"Will you please mind your own business?" she almost screamed; and then, crying and laughing together: "If you paid as much attention to your work as you do to—to—me, men wouldn't fall from aloft on account of rotten foot-ropes."

The abashed officer went forward, grumbling about "discipline" and "women aboard ship." When he was well out of sight in the darkness, the girl turned suddenly, passed both arms around Owen's neck, exerted a very slight pressure, patted him playfully on the shoulder as she withdrew them, and sped down the companionway.

He steered a wild course during that trick, and well deserved the profane criticism which he received from the mate.

[ ]

NEEDS MUST WHEN THE DEVIL DRIVES

Hogged at bow and stern, her deck sloped at the ends like a truck's platform, while a slight twist in the old hull canted the foremast to port and the mizzen to starboard. It would be hard to know when she was on an even keel. The uneven planking, inboard and out, was scarred like a chopping-block, possibly from a former and intimate acquaintance with the coal trade. Aloft were dingy gray spars, slack hemp rigging, untarred for years, and tan-colored sails, mended with patch upon patch of lighter-hued canvas that seemed about to fall apart from their own weight. She was English-built, bark-rigged, bluff in the bow, square in the stern, unpainted and leaky—on the whole as unkempt and disreputable-looking a craft as ever flew the black flag; and with the clank of the pumps marking time to the wailing squeak of the tiller-ropes, she wallowed through the waves like a log in an eddying tideway.

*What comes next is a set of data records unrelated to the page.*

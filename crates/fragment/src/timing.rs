//! Delay jitter for fragment timing

use std::time::Duration;

use crate::FragmentPolicy;

/// Jitter configuration derived from a policy
#[derive(Debug, Clone, Copy, PartialEq, Eq, Default)]
pub struct DelayJitter {
    /// Apply jitter at all
    pub enabled: bool,

    /// Maximum deviation in either direction
    pub range: Duration,
}

impl DelayJitter {
    pub fn from_policy(policy: &FragmentPolicy) -> Self {
        Self {
            enabled: policy.random_delays,
            range: policy.delay_randomness,
        }
    }

    /// Return `delay` shifted by a uniform offset in `[-range, range)`, floored at zero
    pub fn apply(&self, delay: Duration, rng: &mut fastrand::Rng) -> Duration {
        if !self.enabled || self.range.is_zero() {
            return delay;
        }

        let range = self.range.as_nanos().min(u64::MAX as u128 / 2) as u64;
        let offset = rng.u64(0..range * 2);
        (delay + Duration::from_nanos(offset)).saturating_sub(Duration::from_nanos(range))
    }
}
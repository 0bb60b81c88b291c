//! Probe Orchestrator Integration Tests
//!
//! Runs the full pipeline against loopback candidates.

mod integration_harness;

use fragprobe_probe::{Candidate, HttpConfig, Orchestrator, OrchestratorConfig, ThroughputProbe};
use integration_harness::{HttpServer, Route, dialer};
use std::time::Duration;
use url::Url;

fn orchestrator(server: &HttpServer, path: &str, config: OrchestratorConfig) -> Orchestrator<ThroughputProbe> {
    let http = HttpConfig {
        port: server.addr.port(),
        timeout: Duration::from_secs(2),
        ..HttpConfig::new(Url::parse(&format!("http://probe.test{path}")).unwrap())
    };
    let probe = ThroughputProbe::new(dialer(None, Duration::from_secs(1)), http);
    Orchestrator::new(probe, config)
}

/// 127.0.0.2 has nothing listening on the server's port
fn candidates() -> Vec<Candidate> {
    vec![
        Candidate::new("127.0.0.2".parse().unwrap(), Duration::from_millis(5)),
        Candidate::new("127.0.0.1".parse().unwrap(), Duration::from_millis(9)),
    ]
}

/// Test: the unreachable candidate is filtered out by the minimum speed
#[tokio::test]
async fn test_only_reachable_candidate_qualifies() {
    let server = HttpServer::start(vec![("/file", Route::ok(1024 * 1024))]).await;
    let config = OrchestratorConfig {
        count: 1,
        min_speed: 0.001,
        disabled: false,
    };

    let results = orchestrator(&server, "/file", config).run(candidates()).await;

    assert_eq!(results.len(), 1);
    assert_eq!(results[0].ip.to_string(), "127.0.0.1");
    assert!(results[0].speed_mb() >= 0.001);
    assert_eq!(results[0].latency, Duration::from_millis(9));
}

/// Test: when nothing qualifies every probed candidate comes back
#[tokio::test]
async fn test_nothing_qualifies_returns_all_probed() {
    let server = HttpServer::start(vec![]).await;
    let config = OrchestratorConfig {
        count: 1,
        min_speed: 1.0,
        disabled: false,
    };

    let results = orchestrator(&server, "/missing", config).run(candidates()).await;

    assert_eq!(results.len(), 2);
    assert!(results.iter().all(|c| c.speed == 0.0));
    // Stable sort keeps latency order among equal speeds
    assert_eq!(results[0].ip.to_string(), "127.0.0.2");
}

/// Test: with no minimum speed, probing stops at the requested count
#[tokio::test]
async fn test_count_limits_attempts() {
    let server = HttpServer::start(vec![("/file", Route::ok(64 * 1024))]).await;
    let config = OrchestratorConfig {
        count: 1,
        min_speed: 0.0,
        disabled: false,
    };
    let mut input = candidates();
    input.reverse();

    let results = orchestrator(&server, "/file", config).run(input).await;

    assert_eq!(results.len(), 1);
    assert_eq!(results[0].ip.to_string(), "127.0.0.1");
    assert_eq!(server.requests().len(), 1);
}
//! Async fragmenting stream
//!
//! Wraps a duplex stream; reads pass through untouched, writes go through a
//! [`Fragmenter`]. Delays are `tokio` timers held in the stream, so dropping
//! the stream (or a future driving it) cancels a pending delay.

use std::future::Future;
use std::io;
use std::pin::Pin;
use std::task::{Context, Poll, ready};
use std::time::Duration;
use tokio::io::{AsyncRead, AsyncWrite, ReadBuf};
use tokio::time::{Sleep, sleep};

use crate::{FragmentPolicy, Fragmenter, Step};

/// Stream whose first written bytes are split into timed segments.
///
/// `poll_write` returns early at a chunk boundary when a delay is due; the
/// delay is awaited at the start of the next `poll_write`, so callers using
/// `write_all` (or a TLS layer retrying its buffer) see the same segments and
/// timing as with [`crate::FragmentWriter`].
#[derive(Debug)]
pub struct FragmentStream<S> {
    inner: S,
    fragmenter: Fragmenter,
    delay: Option<Pin<Box<Sleep>>>,
}

impl<S> FragmentStream<S> {
    pub fn new(inner: S, policy: FragmentPolicy) -> Self {
        Self::with_fragmenter(inner, Fragmenter::new(policy))
    }

    /// A stream that forwards every write unchanged
    pub fn passthrough(inner: S) -> Self {
        Self::with_fragmenter(inner, Fragmenter::passthrough())
    }

    pub fn with_fragmenter(inner: S, fragmenter: Fragmenter) -> Self {
        Self {
            inner,
            fragmenter,
            delay: None,
        }
    }

    pub fn get_ref(&self) -> &S {
        &self.inner
    }

    pub fn get_mut(&mut self) -> &mut S {
        &mut self.inner
    }

    pub fn into_inner(self) -> S {
        self.inner
    }

    pub fn fragmenter(&self) -> &Fragmenter {
        &self.fragmenter
    }

    fn arm(&mut self, delay: Duration) {
        self.delay = Some(Box::pin(sleep(delay)));
    }
}

impl<S: AsyncRead + Unpin> AsyncRead for FragmentStream<S> {
    fn poll_read(
        self: Pin<&mut Self>,
        cx: &mut Context<'_>,
        buf: &mut ReadBuf<'_>,
    ) -> Poll<io::Result<()>> {
        Pin::new(&mut self.get_mut().inner).poll_read(cx, buf)
    }
}

impl<S: AsyncWrite + Unpin> AsyncWrite for FragmentStream<S> {
    fn poll_write(
        self: Pin<&mut Self>,
        cx: &mut Context<'_>,
        buf: &[u8],
    ) -> Poll<io::Result<usize>> {
        let this = self.get_mut();

        if let Some(delay) = this.fragmenter.start(buf.len()) {
            this.arm(delay);
        }
        if let Some(delay) = this.delay.as_mut() {
            ready!(delay.as_mut().poll(cx));
            this.delay = None;
        }

        let mut offset = 0;
        while offset < buf.len() {
            let step = this.fragmenter.next_step(buf.len() - offset);
            let segment = match step {
                Step::Passthrough => &buf[offset..],
                Step::Chunk(len) => &buf[offset..offset + len],
            };

            let n = match Pin::new(&mut this.inner).poll_write(cx, segment) {
                Poll::Ready(Ok(0)) if !segment.is_empty() => {
                    return Poll::Ready(partial(offset, io::ErrorKind::WriteZero.into()));
                }
                Poll::Ready(Ok(n)) => n,
                Poll::Ready(Err(e)) => return Poll::Ready(partial(offset, e)),
                Poll::Pending if offset > 0 => return Poll::Ready(Ok(offset)),
                Poll::Pending => return Poll::Pending,
            };
            offset += n;

            let delay = this.fragmenter.advance(n);
            if step == Step::Passthrough {
                break;
            }
            if let Some(delay) = delay {
                this.arm(delay);
                break;
            }
        }

        Poll::Ready(Ok(offset))
    }

    fn poll_flush(self: Pin<&mut Self>, cx: &mut Context<'_>) -> Poll<io::Result<()>> {
        Pin::new(&mut self.get_mut().inner).poll_flush(cx)
    }

    fn poll_shutdown(self: Pin<&mut Self>, cx: &mut Context<'_>) -> Poll<io::Result<()>> {
        Pin::new(&mut self.get_mut().inner).poll_shutdown(cx)
    }
}

fn partial(consumed: usize, err: io::Error) -> io::Result<usize> {
    if consumed > 0 { Ok(consumed) } else { Err(err) }
}
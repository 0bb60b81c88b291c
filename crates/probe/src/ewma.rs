//! Exponentially weighted moving average

/// Average age of the samples in the window
pub const DEFAULT_EWMA_AGE: f64 = 30.0;

/// Simple EWMA; the first sample seeds the value.
///
/// A value of exactly zero counts as "no samples yet", so a run of
/// leading zero samples does not drag the average down.
#[derive(Debug, Clone, Copy, PartialEq)]
pub struct SimpleEwma {
    value: f64,
    decay: f64,
}

impl Default for SimpleEwma {
    fn default() -> Self {
        Self::with_age(DEFAULT_EWMA_AGE)
    }
}

impl SimpleEwma {
    pub fn new() -> Self {
        Self::default()
    }

    pub fn with_age(age: f64) -> Self {
        Self {
            value: 0.0,
            decay: 2.0 / (age + 1.0),
        }
    }

    pub fn add(&mut self, sample: f64) {
        if self.value == 0.0 {
            self.value = sample;
        } else {
            self.value = sample * self.decay + self.value * (1.0 - self.decay);
        }
    }

    pub fn value(&self) -> f64 {
        self.value
    }
}
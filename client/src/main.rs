//! fragprobe
//!
//! Measures download speed through a list of candidate addresses, with an
//! optionally fragmented TLS ClientHello.

use anyhow::{Context, Result};
use clap::Parser;
use std::path::PathBuf;
use tracing::{Level, info};
use tracing_subscriber::filter::{EnvFilter, LevelFilter};
use tracing_subscriber::FmtSubscriber;

use fragprobe_client::build_orchestrator;
use fragprobe_client::candidates::load_candidates;
use fragprobe_client::config::ClientConfig;
use fragprobe_client::report::render_table;

/// fragprobe - download speed probe over fragmented TLS
#[derive(Parser, Debug)]
#[command(name = "fragprobe")]
#[command(author, version, about, long_about = None)]
struct Args {
    /// Path to configuration file
    #[arg(short, long)]
    config: Option<PathBuf>,

    /// Candidate list, one `ip[,latency_ms]` per line
    #[arg(short = 'f', long)]
    candidates: PathBuf,

    /// URL to download
    #[arg(long)]
    url: Option<String>,

    /// Per-candidate timeout in seconds
    #[arg(short, long)]
    timeout: Option<i64>,

    /// Number of qualifying candidates to collect
    #[arg(short = 'n', long)]
    count: Option<i64>,

    /// Minimum download speed in MB/s
    #[arg(long)]
    min_speed: Option<f64>,

    /// TLS fingerprint to imitate
    #[arg(long)]
    fingerprint: Option<String>,

    /// Fragment the ClientHello with this policy
    #[arg(long, value_name = "POLICY")]
    fragment: Option<String>,

    /// Run in verbose mode
    #[arg(short, long)]
    verbose: bool,
}

impl Args {
    fn apply(&self, config: &mut ClientConfig) {
        if let Some(url) = &self.url {
            config.probe.url = url.clone();
        }
        if let Some(timeout) = self.timeout {
            config.probe.timeout_secs = timeout;
        }
        if let Some(count) = self.count {
            config.probe.count = count;
        }
        if let Some(min_speed) = self.min_speed {
            config.probe.min_speed = min_speed;
        }
        if let Some(fingerprint) = &self.fingerprint {
            config.tls.fingerprint = fingerprint.clone();
        }
        if let Some(policy) = &self.fragment {
            config.fragment.enabled = true;
            config.fragment.policy = policy.clone();
        }
    }
}

#[tokio::main]
async fn main() -> Result<()> {
    let args = Args::parse();

    // Initialize logging; RUST_LOG overrides the level
    let level = if args.verbose {
        Level::DEBUG
    } else {
        Level::INFO
    };
    let filter = EnvFilter::builder()
        .with_default_directive(LevelFilter::from_level(level).into())
        .from_env_lossy();

    let subscriber = FmtSubscriber::builder()
        .with_env_filter(filter)
        .with_target(true)
        .finish();

    tracing::subscriber::set_global_default(subscriber)?;

    info!("fragprobe v{}", env!("CARGO_PKG_VERSION"));

    // Load configuration
    let mut config = match &args.config {
        Some(path) => {
            let config = ClientConfig::load(path).await?;
            info!("Loaded configuration from {}", path.display());
            config
        }
        None => ClientConfig::default(),
    };
    args.apply(&mut config);
    config.validate()?;

    let candidates = load_candidates(&args.candidates)
        .await
        .with_context(|| format!("Failed to load {}", args.candidates.display()))?;
    info!("Loaded {} candidates", candidates.len());

    let orchestrator = build_orchestrator(&config)?;
    let results = orchestrator.run(candidates).await;

    print!("{}", render_table(&results));

    Ok(())
}
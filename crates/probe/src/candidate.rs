//! Candidate endpoints

use std::cmp::Ordering;
use std::fmt;
use std::net::IpAddr;
use std::time::Duration;

/// Bytes per megabyte as used for speed thresholds and display
pub const BYTES_PER_MB: f64 = 1024.0 * 1024.0;

/// An address with its measured latency and, once probed, download speed
#[derive(Debug, Clone, PartialEq)]
pub struct Candidate {
    pub ip: IpAddr,

    /// Latency measured upstream; input lists are sorted by it
    pub latency: Duration,

    /// Download speed in bytes per second (0 until probed)
    pub speed: f64,
}

impl Candidate {
    pub fn new(ip: IpAddr, latency: Duration) -> Self {
        Self {
            ip,
            latency,
            speed: 0.0,
        }
    }

    /// Download speed in MB/s
    pub fn speed_mb(&self) -> f64 {
        self.speed / BYTES_PER_MB
    }
}

impl fmt::Display for Candidate {
    fn fmt(&self, f: &mut fmt::Formatter<'_>) -> fmt::Result {
        write!(
            f,
            "{} ({:.2} ms, {:.2} MB/s)",
            self.ip,
            self.latency.as_secs_f64() * 1000.0,
            self.speed_mb()
        )
    }
}

/// Sort fastest first; equal speeds keep their latency order
pub fn sort_by_speed(candidates: &mut [Candidate]) {
    candidates.sort_by(|a, b| b.speed.partial_cmp(&a.speed).unwrap_or(Ordering::Equal));
}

Even the black flag at the gaff-end wore a makeshift, slovenly air. It was a square section of the bark's foreroyal, painted black around the skull-and-cross-bones design, which had been left the original hue of the canvas. The port-holes were equally slovenly in appearance, being cut through between stanchions with axes instead of saws; and the bulwarks were further disfigured by extra holes smashed through at the stanchions to take the lashings of the gun-breechings. But the guns were bright and cared for, as were the uniforms of the crew; for they had been lately transhipped. Far from home, with a general cargo, this ancient trader had been taken in a fog by Captain Swarth and his men an hour before their own well-found vessel had sunk alongside—which gave them just time to hoist over guns and ammunition. When the fog shifted, the pursuing English war-brig that had riddled the pirate saw nothing but the peaceful old tub ahead, and went on into the fog, looking for the other.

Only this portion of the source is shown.